In the feature department, the DualX delivers just about everything a good gaming system should: a speedy processor (AMD's Athlon 64 3700+), plenty of RAM (1GB), a spacious hard drive (200GB), and the crown jewel, a 256MB Nvidia GeForce 7800 GT graphics card. Welcome extras include the aforementioned pair of DVD drives, a customized Creative Multimedia Keyboard, and a Creative Inspire P5800 speaker system. Although the latter is an entry-level product, it delivers 5.1-channel surround sound--essential for movies and modern games. The similarly priced Alienware Aurora 3500 and Maingear Prelude 64 both come with 2.1-channel speakers. We found the Inspire P5800s to be loud, clear accompaniments to the DualX, though we didn't love the awkward wired remote.
The 17-inch, black Philips 170S6 LCD monitor also proved a good match, but we were disappointed that it lacked a DVI input. We found the picture quality better than average for an analog LCD, and the speedy 12ms response time kept ghosting and other slow-refresh artifacts at bay.
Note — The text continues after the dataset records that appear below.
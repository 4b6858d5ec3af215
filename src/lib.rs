//! Banner Keeper - feature/tag addressed banner store
//!
//! Banners are content documents addressed by a `(feature, tag)` pair. Reads
//! for end users go through an expiring content cache; administrative reads and
//! explicit "latest revision" reads go straight to the store. Writes run as
//! single transactions that keep every `(feature, tag)` pair claimed by at most
//! one banner.
//!
//! # Architecture
//!
//! - **Domain Layer** (`domain`): models, errors and port traits
//! - **Adapters** (`adapters`): SQLite store and content cache backends
//! - **Service Layer** (`services`): retrieval orchestration and admin writes
//! - **Application Layer** (`application`): process bootstrap and shutdown
//! - **Infrastructure Layer** (`infrastructure`): configuration and logging
//! - **CLI Layer** (`cli`): command-line interface
//!
//! # Example
//!
//! ```ignore
//! use banner_keeper::{BannerApplication, BannerKey, ConfigLoader, Visibility};
//!
//! #[tokio::main]
//! async fn main() -> anyhow::Result<()> {
//!     let config = ConfigLoader::load()?;
//!     let app = BannerApplication::bootstrap(&config).await?;
//!     let content = app
//!         .retrieval()
//!         .fetch_banner_content(BannerKey::new(1, 2), Visibility::ActiveOnly, false)
//!         .await?;
//!     println!("{content}");
//!     app.shutdown().await;
//!     Ok(())
//! }
//! ```

pub mod adapters;
pub mod application;
pub mod cli;
pub mod domain;
pub mod infrastructure;
pub mod services;

// Re-export commonly used types for convenience
pub use application::BannerApplication;
pub use domain::models::{
    Banner, BannerFilter, BannerKey, BannerPatch, CacheBackend, Config, NewBanner, Role, Visibility,
};
pub use domain::ports::{BannerRepository, ContentCache};
pub use domain::{BannerError, DomainResult, ErrorKind};
pub use infrastructure::config::{ConfigError, ConfigLoader};
pub use services::{BannerAdminService, BannerRetrievalService};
Speaking of speedy, there's no moss growing under the Velocity Micro Gamer's Edge DualX. It scored top marks in our application performance test and stood toe-to-toe with the top-performing Aurora 3500 in Half-Life 2 testing. It came in second on the Doom 3 test, losing only to the SLI-equipped Maingear Prelude 64. Nothing wrong with that; the DualX is still one of the fastest systems in its class, in part thanks to the overclocking, a technique that Velocity Micro applies to nearly all its systems.